The man was lying on his side, eyes closed. Shriveled and gray, he looked around eighty, though he was much younger, and had somehow lasted ten years in such circumstances. He should have died by now, thought Erich, but the political prisoners here were treated better than most. He’d had connections. Monique at one time said that one of the fascists who had put him in prison had once been her father’s friend.

The prisoner was sallow and shrunken. He no longer resembled a human. Erich scanned the bleak gray walls of the cell, the inhabitant’s only vista, and the concrete floor, stained and streaked with matter. When he looked up, the man had one eye open, watching him. Erich paused a moment. He could have said something then. The words were there in his head, the words that might fill the wretch with a moment of peace, if his mind was not yet addled. But Erich walked away instead. If nothing else, he had satisfied his own curiosity.

Monique must never know. Erich needed his wife to do her duties, to not be distracted, and to remain a silent and loyal wife at least, even though it was a marriage of convenience only, as a favor to Georg. He and Monique were nothing alike, and their separations were probably the only thing they agreed upon. The air in their apartment was oppressive. He was glad to leave as often as he did, was pleased when he was called to Berlin for urgent talks.

The next months were spent busily interrogating people who had not been fully supportive of recent measures—of the treatment of Jews, of changed conditions—people who were not happy with the closure of certain venues and the abolishment of certain newspapers, and people who had their own ideas, which were no longer allowed. It was his job to counsel (code for threaten), to ensure compliance from those who were outspoken. And then there were the occasional resistance members who were caught in the mountain ranges between Italy and Austria. Who had taken to theft and minor sabotage but had not been, who Erich thought would never be, clever enough to commit the kind of deed that would overthrow the powers of Germany. As inconsequential as he thought they were, they were still annoying enough to waste his valuable time. They would need to be eliminated.

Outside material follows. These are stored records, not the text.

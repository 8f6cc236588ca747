//! Veil Skirmish - text harness
//!
//! Drives a game session from stdin, one command per line, so the engine can
//! be played and inspected without a graphical front end.

use std::collections::BTreeSet;
use std::io::{self, BufRead, Write};
use std::path::PathBuf;
use std::sync::Arc;

use clap::Parser;
use serde::Serialize;
use tracing_subscriber::EnvFilter;

use veil_skirmish::battle::{
    Archetype, CubeCoord, Game, GameEvent, PathFinder, PowerCatalog, Target, ZoneType,
};
use veil_skirmish::core::config::GameConfig;
use veil_skirmish::core::error::Result;
use veil_skirmish::core::types::{PlayerId, UnitId};

/// Hex skirmish engine driven from the command line
#[derive(Parser, Debug)]
#[command(name = "veil-skirmish")]
#[command(about = "Play a hex-grid skirmish from a line-oriented command prompt")]
struct Args {
    /// TOML game configuration (board, players, terrain, starting units)
    #[arg(long)]
    config: Option<PathBuf>,

    /// Board radius, overriding the configuration
    #[arg(long)]
    radius: Option<u32>,

    /// Tracing filter used when RUST_LOG is not set
    #[arg(long, default_value = "veil_skirmish=info")]
    log_filter: String,
}

/// JSON view of one unit for `status json`
#[derive(Serialize)]
struct UnitStatus {
    id: UnitId,
    owner: Option<PlayerId>,
    type_name: String,
    q: i32,
    r: i32,
    hp: f64,
    fatigue: f64,
    veil: f64,
    morale: f64,
}

/// JSON view of the session for `status json`
#[derive(Serialize)]
struct GameStatus {
    turn: u32,
    current_player: PlayerId,
    game_over: bool,
    winner: Option<PlayerId>,
    units: Vec<UnitStatus>,
}

fn main() -> Result<()> {
    let args = Args::parse();

    let filter = EnvFilter::try_from_default_env().unwrap_or_else(|_| EnvFilter::new(&args.log_filter));
    tracing_subscriber::fmt().with_env_filter(filter).init();

    let mut config = match &args.config {
        Some(path) => GameConfig::load(path)?,
        None => GameConfig::default(),
    };
    if let Some(radius) = args.radius {
        config.board_radius = radius;
    }

    let mut game = Game::from_config(&config, Arc::new(PowerCatalog::standard()))?;
    tracing::info!(radius = config.board_radius, "Veil Skirmish starting");

    println!("\n=== VEIL SKIRMISH ===");
    print_help();

    let stdin = io::stdin();
    let mut lines = stdin.lock().lines();
    loop {
        print!("[turn {} | {}] > ", game.turn_number(), game.current_player().name);
        io::stdout().flush()?;

        let Some(line) = lines.next() else {
            break;
        };
        let line = line?;
        let input = line.trim();
        if input.is_empty() {
            continue;
        }
        if input == "quit" || input == "q" {
            break;
        }

        if let Err(message) = run_command(&mut game, input) {
            println!("{}", message);
        }
    }

    println!("\nGoodbye! Final turn: {}", game.turn_number());
    Ok(())
}

fn print_help() {
    println!("Commands:");
    println!("  place <player> <archetype> <level> <q> <r>  - Place a unit (player is an index)");
    println!("  terrain <q> <r> <kind>                       - Set terrain (normal/water/forest/highground)");
    println!("  move <unit> <q> <r>                          - Move one of your units");
    println!("  use <unit> <power> unit <target>             - Use a power on a unit");
    println!("  use <unit> <power> zone <q> <r>              - Use a power on a zone");
    println!("  path <unit> <q> <r>                          - Show the cheapest path");
    println!("  reach <unit> [budget]                        - Show reachable zones");
    println!("  end                                          - End the current player's turn");
    println!("  status [json]                                - Show units and turn state");
    println!("  log [json]                                   - Show the event log");
    println!("  help                                         - Show this list");
    println!("  quit / q                                     - Exit");
    println!();
}

/// Execute one command line. Err carries a message for the player.
fn run_command(game: &mut Game, input: &str) -> std::result::Result<(), String> {
    let words: Vec<&str> = input.split_whitespace().collect();

    match words.as_slice() {
        ["help"] => print_help(),

        ["place", player, archetype, level, q, r] => {
            let player = PlayerId::from_index(parse_number(player)?);
            let archetype: Archetype = archetype.parse()?;
            let level = parse_number(level)?;
            let position = parse_coord(q, r)?;
            let id = game
                .create_unit(&player, Arc::new(archetype.template(level)), position)
                .map_err(|e| e.to_string())?;
            println!("Placed {} at {}", id, position);
        }

        ["terrain", q, r, kind] => {
            let position = parse_coord(q, r)?;
            let kind: ZoneType = kind.parse()?;
            if !game.board().in_bounds(position) {
                return Err(format!("{} is off the board", position));
            }
            game.board_mut().set_zone_type(position, kind);
            println!("{} is now {}", position, kind);
        }

        ["move", unit, q, r] => {
            let unit = UnitId::from(*unit);
            let position = parse_coord(q, r)?;
            if game.move_unit(&unit, position) {
                println!("{} moved to {}", unit, position);
            } else {
                return Err(format!("{} cannot move to {}", unit, position));
            }
        }

        ["use", unit, rest @ ..] => {
            let unit = UnitId::from(*unit);
            let (power, target) = parse_power_and_target(rest)?;
            match game.use_power(&unit, &power, &target) {
                Some(outcome) => println!("{} used {}: {:?}", unit, power, outcome),
                None => return Err(format!("{} cannot use {} on {}", unit, power, target)),
            }
        }

        ["path", unit, q, r] => {
            let unit = UnitId::from(*unit);
            let goal = parse_coord(q, r)?;
            let start = game
                .board()
                .get_unit(&unit)
                .map(|u| u.position())
                .ok_or_else(|| format!("Unknown unit {}", unit))?;
            let finder = PathFinder::new(game.board());
            match finder.find_path(start, goal, &unit) {
                Some(path) => {
                    let cost = finder.path_cost(&path, &unit).unwrap_or(0.0);
                    let steps: Vec<String> = path.iter().map(|c| c.to_string()).collect();
                    println!("Path (cost {}): {}", cost, steps.join(" -> "));
                }
                None => println!("No path from {} to {}", start, goal),
            }
        }

        ["reach", unit, budget @ ..] => {
            let unit = UnitId::from(*unit);
            let movement = game
                .board()
                .get_unit(&unit)
                .map(|u| u.unit_type().movement)
                .ok_or_else(|| format!("Unknown unit {}", unit))?;
            let budget = match budget {
                [] => movement as f64,
                [value] => value
                    .parse::<f64>()
                    .map_err(|_| format!("Invalid budget: {}", value))?,
                _ => return Err("Usage: reach <unit> [budget]".into()),
            };
            let reachable: BTreeSet<CubeCoord> =
                PathFinder::new(game.board()).find_reachable_tiles(&unit, budget).into_iter().collect();
            println!("{} zones reachable within {}:", reachable.len(), budget);
            for coord in reachable {
                println!("  {}", coord);
            }
        }

        ["end"] => {
            game.next_turn();
            if game.is_game_over() {
                match game.winner() {
                    Some(winner) => println!("Game over! {} ({}) wins.", winner.name, winner.id),
                    None => println!("Game over!"),
                }
            }
            println!("Turn {}: {} to act", game.turn_number(), game.current_player().name);
        }

        ["status"] => display_status(game),
        ["status", "json"] => {
            let json = serde_json::to_string_pretty(&game_status(game)).map_err(|e| e.to_string())?;
            println!("{}", json);
        }

        ["log"] => {
            for event in game.events() {
                println!("[turn {}] {}", event.turn, event.description);
            }
        }
        ["log", "json"] => {
            let events: &[GameEvent] = game.events();
            let json = serde_json::to_string_pretty(events).map_err(|e| e.to_string())?;
            println!("{}", json);
        }

        _ => return Err("Unknown command. Type 'help' for the list.".into()),
    }

    Ok(())
}

/// `<power words...> unit <id>` or `<power words...> zone <q> <r>`
fn parse_power_and_target(words: &[&str]) -> std::result::Result<(String, Target), String> {
    const USAGE: &str = "Usage: use <unit> <power> unit <target> | use <unit> <power> zone <q> <r>";

    let split = words
        .iter()
        .rposition(|w| *w == "unit" || *w == "zone")
        .ok_or(USAGE)?;
    let power = words[..split].join(" ");
    if power.is_empty() {
        return Err(USAGE.into());
    }

    let target = match &words[split..] {
        ["unit", id] => Target::Unit(UnitId::from(*id)),
        ["zone", q, r] => Target::Zone(parse_coord(q, r)?),
        _ => return Err(USAGE.into()),
    };
    Ok((power, target))
}

fn parse_number<T: std::str::FromStr>(word: &str) -> std::result::Result<T, String> {
    word.parse().map_err(|_| format!("Invalid number: {}", word))
}

fn parse_coord(q: &str, r: &str) -> std::result::Result<CubeCoord, String> {
    Ok(CubeCoord::from_qr(parse_number(q)?, parse_number(r)?))
}

fn game_status(game: &Game) -> GameStatus {
    let units = game
        .board()
        .iter_units()
        .map(|(id, unit)| {
            let axial = unit.position().to_axial();
            UnitStatus {
                id: id.clone(),
                owner: game.unit_owner(id).cloned(),
                type_name: unit.unit_type().type_name.clone(),
                q: axial.q,
                r: axial.r,
                hp: unit.current_hp(),
                fatigue: unit.current_fatigue(),
                veil: unit.current_veil(),
                morale: unit.current_morale(),
            }
        })
        .collect();

    GameStatus {
        turn: game.turn_number(),
        current_player: game.current_player().id.clone(),
        game_over: game.is_game_over(),
        winner: game.winner().map(|p| p.id.clone()),
        units,
    }
}

fn display_status(game: &Game) {
    println!("\n--- Turn {} | {} to act ---", game.turn_number(), game.current_player().name);
    for player in game.players() {
        println!("{} ({}): {} unit(s)", player.name, player.id, player.units().len());
        for id in player.units() {
            if let Some(unit) = game.board().get_unit(id) {
                println!(
                    "  {} {} at {}  hp {:.1}/{}  fatigue {}/{}  veil {}/{}  morale {}/{}",
                    id,
                    unit.unit_type().type_name,
                    unit.position(),
                    unit.current_hp(),
                    unit.unit_type().max_hp,
                    unit.current_fatigue(),
                    unit.unit_type().max_fatigue,
                    unit.current_veil(),
                    unit.unit_type().max_veil,
                    unit.current_morale(),
                    unit.unit_type().max_morale,
                );
            }
        }
    }
    if game.is_game_over() {
        println!("Game over");
    }
    println!();
}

In the summer he and Monique had taken the train to Dresden and had access to a car to take them to the river house. He had not liked the idea of spending any extra time with her, but he was pleased to be seeing Georg again. Rosalind had been there, mousy as always, looking around her and watching Monique. He had seen the jealousy years earlier, as had Georg. He had been amused by it, Georg less so, more guarded on the subject. But the incident by the river houses had left an effect on Erich that would change the course of his life forever. It was something that would hang low, a gray cloud just above him; even at the crucial moment of interrogation, the memory of that night would attempt to scatter his otherwise arranged thoughts.